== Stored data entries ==

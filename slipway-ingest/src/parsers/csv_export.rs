//! CSV exports of the task store.
//!
//! tasks.csv (header required, optional columns may be absent or empty):
//!   id,title,status,priority,assignee_id,is_milestone,start_date,due_date,estimated_hours,actual_hours
//!
//! dependencies.csv:
//!   task_id,depends_on_id

use std::fs::File;
use std::io::Read;
use std::path::Path;

use anyhow::{Context, Result, bail};
use serde::Deserialize;
use slipway_core::{Dependency, ProjectSnapshot, Task, TaskStatus, parse_task_datetime};

#[derive(Debug, Deserialize)]
struct TaskRow {
    id: String,
    #[serde(default)]
    title: Option<String>,
    #[serde(default)]
    status: Option<String>,
    #[serde(default)]
    priority: Option<String>,
    #[serde(default)]
    assignee_id: Option<String>,
    #[serde(default)]
    is_milestone: Option<String>,
    #[serde(default)]
    start_date: Option<String>,
    #[serde(default)]
    due_date: Option<String>,
    #[serde(default)]
    estimated_hours: Option<String>,
    #[serde(default)]
    actual_hours: Option<String>,
}

fn non_empty(v: Option<String>) -> Option<String> {
    v.map(|s| s.trim().to_string()).filter(|s| !s.is_empty())
}

fn parse_flag(raw: &str) -> Result<bool> {
    match raw.trim().to_lowercase().as_str() {
        "true" | "1" | "yes" | "y" => Ok(true),
        "false" | "0" | "no" | "n" | "" => Ok(false),
        other => bail!("invalid boolean '{other}'"),
    }
}

fn parse_hours(raw: Option<String>) -> Result<Option<f64>> {
    non_empty(raw)
        .map(|s| s.parse::<f64>().with_context(|| format!("invalid hours '{s}'")))
        .transpose()
}

impl TaskRow {
    fn into_task(self, tz: &str) -> Result<Task> {
        let id = self.id.trim().to_string();
        if id.is_empty() {
            bail!("task id must be non-empty");
        }

        let parse_date = |raw: Option<String>| -> Result<_> {
            non_empty(raw)
                .map(|s| parse_task_datetime(&s, tz).map_err(anyhow::Error::from))
                .transpose()
        };

        Ok(Task {
            title: non_empty(self.title).unwrap_or_else(|| id.clone()),
            status: non_empty(self.status)
                .map(|s| TaskStatus::from_label(&s))
                .unwrap_or_default(),
            priority: non_empty(self.priority),
            assignee_id: non_empty(self.assignee_id),
            is_milestone: match non_empty(self.is_milestone) {
                Some(raw) => parse_flag(&raw)?,
                None => false,
            },
            start_date: parse_date(self.start_date).context("start_date")?,
            due_date: parse_date(self.due_date).context("due_date")?,
            estimated_hours: parse_hours(self.estimated_hours).context("estimated_hours")?,
            actual_hours: parse_hours(self.actual_hours).context("actual_hours")?,
            id,
        })
    }
}

/// Parse a task export. Local dates are interpreted in the IANA zone `tz`.
pub fn parse_tasks_csv<R: Read>(reader: R, tz: &str) -> Result<Vec<Task>> {
    let mut rdr = csv::ReaderBuilder::new()
        .trim(csv::Trim::All)
        .flexible(true)
        .from_reader(reader);

    let mut tasks = Vec::new();
    for (i, row) in rdr.deserialize::<TaskRow>().enumerate() {
        // +2: one for the header, one for 1-based line numbers
        let line = i + 2;
        let row = row.with_context(|| format!("tasks.csv line {line}"))?;
        tasks.push(row.into_task(tz).with_context(|| format!("tasks.csv line {line}"))?);
    }
    Ok(tasks)
}

pub fn parse_dependencies_csv<R: Read>(reader: R) -> Result<Vec<Dependency>> {
    let mut rdr = csv::ReaderBuilder::new()
        .trim(csv::Trim::All)
        .from_reader(reader);

    let mut deps = Vec::new();
    for (i, row) in rdr.deserialize::<Dependency>().enumerate() {
        let dep = row.with_context(|| format!("dependencies.csv line {}", i + 2))?;
        if dep.task_id.is_empty() || dep.depends_on_id.is_empty() {
            continue;
        }
        deps.push(dep);
    }
    Ok(deps)
}

pub fn load_snapshot_csv(
    tasks_path: impl AsRef<Path>,
    deps_path: Option<&Path>,
    tz: &str,
) -> Result<ProjectSnapshot> {
    let tasks_path = tasks_path.as_ref();
    let file = File::open(tasks_path).with_context(|| format!("opening {}", tasks_path.display()))?;
    let tasks = parse_tasks_csv(file, tz).with_context(|| format!("parsing {}", tasks_path.display()))?;

    let dependencies = match deps_path {
        Some(p) => {
            let file = File::open(p).with_context(|| format!("opening {}", p.display()))?;
            parse_dependencies_csv(file).with_context(|| format!("parsing {}", p.display()))?
        }
        None => Vec::new(),
    };

    tracing::debug!(
        tasks = tasks.len(),
        dependencies = dependencies.len(),
        "loaded CSV snapshot"
    );
    Ok(ProjectSnapshot::new(tasks, dependencies))
}

#[cfg(test)]
mod tests {
    use super::*;

    #[test]
    fn parses_full_and_sparse_rows() {
        let csv = "\
id,title,status,priority,assignee_id,is_milestone,start_date,due_date,estimated_hours,actual_hours
t1,Design,Completed,High,u1,no,2026-03-02,2026-03-04,16,20
t2,Launch,todo,,,yes,,,,
t3,,in progress,low,u2,,,,12.5,
";
        let tasks = parse_tasks_csv(csv.as_bytes(), "UTC").unwrap();
        assert_eq!(tasks.len(), 3);

        assert_eq!(tasks[0].status, TaskStatus::Completed);
        assert_eq!(tasks[0].priority.as_deref(), Some("High"));
        assert_eq!(tasks[0].actual_hours, Some(20.0));
        assert_eq!(
            tasks[0].start_date.unwrap().to_rfc3339(),
            "2026-03-02T00:00:00+00:00"
        );

        assert!(tasks[1].is_milestone);
        assert!(tasks[1].priority.is_none());
        assert!(tasks[1].estimated_hours.is_none());

        assert_eq!(tasks[2].title, "t3");
        assert_eq!(tasks[2].status, TaskStatus::InProgress);
        assert_eq!(tasks[2].estimated_hours, Some(12.5));
    }

    #[test]
    fn labels_match_the_json_loader() {
        let csv = "id,status,priority\na,Completed,P1 - Urgent\n";
        let from_csv = parse_tasks_csv(csv.as_bytes(), "UTC").unwrap();
        let from_json: Vec<Task> = serde_json::from_str(
            r#"[{"id":"a","title":"a","status":"Completed","priority":"P1 - Urgent"}]"#,
        )
        .unwrap();

        assert_eq!(from_csv[0].priority.as_deref(), Some("P1 - Urgent"));
        assert_eq!(from_csv[0].priority, from_json[0].priority);
        assert_eq!(from_csv[0].status, from_json[0].status);
        assert_eq!(from_csv[0].status, TaskStatus::Completed);
    }

    #[test]
    fn missing_optional_columns_are_fine() {
        let tasks = parse_tasks_csv("id,title\na,Alpha\n".as_bytes(), "UTC").unwrap();
        assert_eq!(tasks[0].title, "Alpha");
        assert!(!tasks[0].is_milestone);
    }

    #[test]
    fn bad_numbers_report_the_line() {
        let err = parse_tasks_csv("id,estimated_hours\na,lots\n".as_bytes(), "UTC").unwrap_err();
        assert!(format!("{err:#}").contains("line 2"));
    }

    #[test]
    fn bad_dates_are_errors() {
        assert!(parse_tasks_csv("id,start_date\na,soon\n".as_bytes(), "UTC").is_err());
    }

    #[test]
    fn parses_dependencies_and_skips_blank_ids() {
        let deps = parse_dependencies_csv("task_id,depends_on_id\nb,a\n,a\nc,b\n".as_bytes()).unwrap();
        assert_eq!(deps, vec![Dependency::new("b", "a"), Dependency::new("c", "b")]);
    }
}
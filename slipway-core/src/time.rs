//! Time utilities: timezone-aware task dates.

use chrono::{DateTime, NaiveDate, NaiveDateTime, NaiveTime, TimeZone, Utc};
use chrono_tz::Tz;

use crate::error::{EngineError, EngineResult};

/// Parse a task date coming from an export.
///
/// Accepts RFC 3339 (`2026-03-01T09:00:00Z`), a local `2026-03-01 09:00`, or a
/// bare `2026-03-01` (local midnight). Local forms are read in the IANA
/// timezone `tz` and returned as UTC.
pub fn parse_task_datetime(raw: &str, tz: &str) -> EngineResult<DateTime<Utc>> {
    let raw = raw.trim();
    if let Ok(dt) = DateTime::parse_from_rfc3339(raw) {
        return Ok(dt.with_timezone(&Utc));
    }

    let tz: Tz = tz.parse().map_err(|_| EngineError::InvalidTimezone {
        tz: tz.to_string(),
    })?;

    let ndt = NaiveDateTime::parse_from_str(raw, "%Y-%m-%d %H:%M")
        .or_else(|_| NaiveDate::parse_from_str(raw, "%Y-%m-%d").map(|d| d.and_time(NaiveTime::MIN)))
        .map_err(|e| EngineError::InvalidDatetime {
            raw: raw.to_string(),
            reason: e.to_string(),
        })?;

    let local = tz
        .from_local_datetime(&ndt)
        .single()
        .ok_or_else(|| EngineError::InvalidDatetime {
            raw: raw.to_string(),
            reason: format!("ambiguous or nonexistent local time in {tz}"),
        })?;

    Ok(local.with_timezone(&Utc))
}

/// Whole days elapsed from `start` to `due` (partial days are dropped).
pub fn whole_days_between(start: DateTime<Utc>, due: DateTime<Utc>) -> i64 {
    (due - start).num_days()
}
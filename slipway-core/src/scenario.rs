//! What-if simulation: re-solve the schedule under hypothetical changes and
//! diff it against the unmodified baseline.
//!
//! The modified schedule is a complete, independent solve over the surviving
//! tasks. Nothing is patched incrementally.

use std::collections::{HashMap, HashSet};

use serde::{Deserialize, Serialize};

use crate::critical_path::{Schedule, solve_schedule};
use crate::duration::DurationAdjustments;
use crate::task::{Dependency, Task, index_by_id};

/// Caller-supplied perturbations.
#[derive(Debug, Clone, Default, PartialEq, Serialize, Deserialize)]
pub struct ScenarioChanges {
    /// task id -> duration multiplier
    #[serde(default)]
    pub task_duration_adjustments: HashMap<String, f64>,
    /// Tasks excluded entirely, along with every edge touching them.
    #[serde(default)]
    pub remove_tasks: HashSet<String>,
    /// Extra fraction applied to baseline-critical tasks (0.1 = +10%).
    #[serde(default)]
    pub add_buffer_percentage: f64,
    /// assignee id -> efficiency multiplier
    #[serde(default)]
    pub resource_changes: HashMap<String, f64>,
}

#[derive(Debug, Clone, Copy, Default, PartialEq, Serialize, Deserialize)]
pub struct ScheduleSummary {
    pub total_duration: f64,
    pub critical_task_count: usize,
}

impl From<&Schedule> for ScheduleSummary {
    fn from(s: &Schedule) -> Self {
        Self {
            total_duration: s.total_duration,
            critical_task_count: s.critical_count(),
        }
    }
}

#[derive(Debug, Clone, Copy, Default, PartialEq, Serialize, Deserialize)]
pub struct ScenarioDelta {
    pub duration_change_days: f64,
    pub critical_path_change: i64,
    pub duration_change_percentage: f64,
}

#[derive(Debug, Clone, PartialEq, Serialize, Deserialize)]
pub struct ImpactedTask {
    pub task_id: String,
    pub task_title: String,
    pub was_critical: bool,
    pub is_critical: bool,
    /// Human-readable list of what the scenario did to this task.
    pub changes: Vec<String>,
    /// Approximation: only the buffer is divided back out.
    pub baseline_duration: f64,
    pub modified_duration: f64,
}

#[derive(Debug, Clone, Default, PartialEq, Serialize, Deserialize)]
pub struct ScenarioResult {
    pub baseline: ScheduleSummary,
    pub scenario: ScheduleSummary,
    pub delta: ScenarioDelta,
    pub impacted_tasks: Vec<ImpactedTask>,
    pub recommendations: Vec<String>,
}

/// Run a what-if scenario over a project's tasks and edges.
pub fn simulate_scenario(
    tasks: &[Task],
    edges: &[Dependency],
    changes: &ScenarioChanges,
) -> ScenarioResult {
    if tasks.is_empty() {
        return ScenarioResult {
            recommendations: vec!["No tasks in project to simulate.".to_string()],
            ..Default::default()
        };
    }

    // Baseline over the untouched snapshot.
    let baseline = solve_schedule(tasks, edges, &DurationAdjustments::none());
    let baseline_critical = baseline.critical_ids();

    // Modified snapshot.
    let modified_tasks: Vec<Task> = tasks
        .iter()
        .filter(|t| !changes.remove_tasks.contains(&t.id))
        .cloned()
        .collect();
    let modified_edges: Vec<Dependency> = edges
        .iter()
        .filter(|e| {
            !changes.remove_tasks.contains(&e.task_id)
                && !changes.remove_tasks.contains(&e.depends_on_id)
        })
        .cloned()
        .collect();

    let adjustments = DurationAdjustments {
        duration_multipliers: Some(&changes.task_duration_adjustments),
        resource_efficiency: Some(&changes.resource_changes),
        buffer_percentage: changes.add_buffer_percentage,
        baseline_critical: Some(&baseline_critical),
    };
    let modified = solve_schedule(&modified_tasks, &modified_edges, &adjustments);

    let baseline_summary = ScheduleSummary::from(&baseline);
    let scenario_summary = ScheduleSummary::from(&modified);
    let delta = diff(&baseline_summary, &scenario_summary);

    let impacted_tasks = impacted(&modified_tasks, &modified, &adjustments, &baseline_critical);
    let removed = tasks
        .iter()
        .filter(|t| changes.remove_tasks.contains(&t.id))
        .count();
    let buffer_days: f64 = impacted_tasks
        .iter()
        .filter(|t| t.was_critical && changes.add_buffer_percentage > 0.0)
        .map(|t| t.modified_duration - t.baseline_duration)
        .sum();

    let recommendations = recommend(&delta, removed, changes.add_buffer_percentage, buffer_days);

    tracing::info!(
        baseline = baseline_summary.total_duration,
        scenario = scenario_summary.total_duration,
        impacted = impacted_tasks.len(),
        removed,
        "scenario simulated"
    );

    ScenarioResult {
        baseline: baseline_summary,
        scenario: scenario_summary,
        delta,
        impacted_tasks,
        recommendations,
    }
}

fn diff(baseline: &ScheduleSummary, scenario: &ScheduleSummary) -> ScenarioDelta {
    let duration_change_days = scenario.total_duration - baseline.total_duration;
    let duration_change_percentage = if baseline.total_duration > 0.0 {
        duration_change_days / baseline.total_duration * 100.0
    } else {
        0.0
    };
    ScenarioDelta {
        duration_change_days,
        critical_path_change: scenario.critical_task_count as i64
            - baseline.critical_task_count as i64,
        duration_change_percentage,
    }
}

fn impacted(
    tasks: &[Task],
    modified: &Schedule,
    adjustments: &DurationAdjustments<'_>,
    baseline_critical: &HashSet<String>,
) -> Vec<ImpactedTask> {
    let by_id = index_by_id(tasks);
    let mut out = Vec::new();

    for entry in &modified.tasks {
        let Some(task) = by_id.get(entry.task_id.as_str()).copied() else { continue };

        let mut changes = Vec::new();
        if let Some(m) = adjustments.duration_multiplier(task) {
            changes.push(format!("Duration multiplied by {m}"));
        }
        if let Some(e) = adjustments.efficiency(task) {
            let assignee = task.assignee_id.as_deref().unwrap_or_default();
            changes.push(format!("Resource efficiency for {assignee} set to {e}"));
        }
        let buffer = adjustments.buffer_factor(task);
        if buffer.is_some() {
            changes.push(format!(
                "Buffer of {:.0}% added",
                adjustments.buffer_percentage * 100.0
            ));
        }

        let was_critical = baseline_critical.contains(&task.id);
        if changes.is_empty() && !was_critical && !entry.is_critical {
            continue;
        }

        let baseline_duration = match buffer {
            Some(factor) => entry.duration_days / factor,
            None => entry.duration_days,
        };

        out.push(ImpactedTask {
            task_id: entry.task_id.clone(),
            task_title: entry.task_title.clone(),
            was_critical,
            is_critical: entry.is_critical,
            changes,
            baseline_duration,
            modified_duration: entry.duration_days,
        });
    }

    out
}

fn recommend(delta: &ScenarioDelta, removed: usize, buffer_percentage: f64, buffer_days: f64) -> Vec<String> {
    let mut recs = Vec::new();

    if delta.duration_change_days > 0.0 {
        recs.push(format!(
            "Project duration increases by {:.1} days ({:.1}%).",
            delta.duration_change_days, delta.duration_change_percentage
        ));
    } else if delta.duration_change_days < 0.0 {
        recs.push(format!(
            "Project duration decreases by {:.1} days ({:.1}%).",
            delta.duration_change_days.abs(),
            delta.duration_change_percentage.abs()
        ));
    } else {
        recs.push("Project duration is unchanged (0.0%).".to_string());
    }

    if delta.critical_path_change > 0 {
        recs.push(format!(
            "Critical path grows by {} task(s); more of the schedule has no slack to absorb delays.",
            delta.critical_path_change
        ));
    } else if delta.critical_path_change < 0 {
        recs.push(format!(
            "Critical path shrinks by {} task(s); the schedule gains flexibility.",
            delta.critical_path_change.unsigned_abs()
        ));
    }

    if removed > 0 {
        recs.push(format!(
            "{removed} task(s) removed; confirm their scope is covered elsewhere."
        ));
    }

    if buffer_percentage > 0.0 {
        recs.push(format!(
            "A {:.0}% buffer adds {:.1} days of contingency across baseline critical tasks.",
            buffer_percentage * 100.0,
            buffer_days
        ));
    }

    recs
}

== TASK TO COMPLETE ==
For the string "anyhow", report how many lines of the records contain it, giving the number only.

== REPLY TO THE TASK ==
2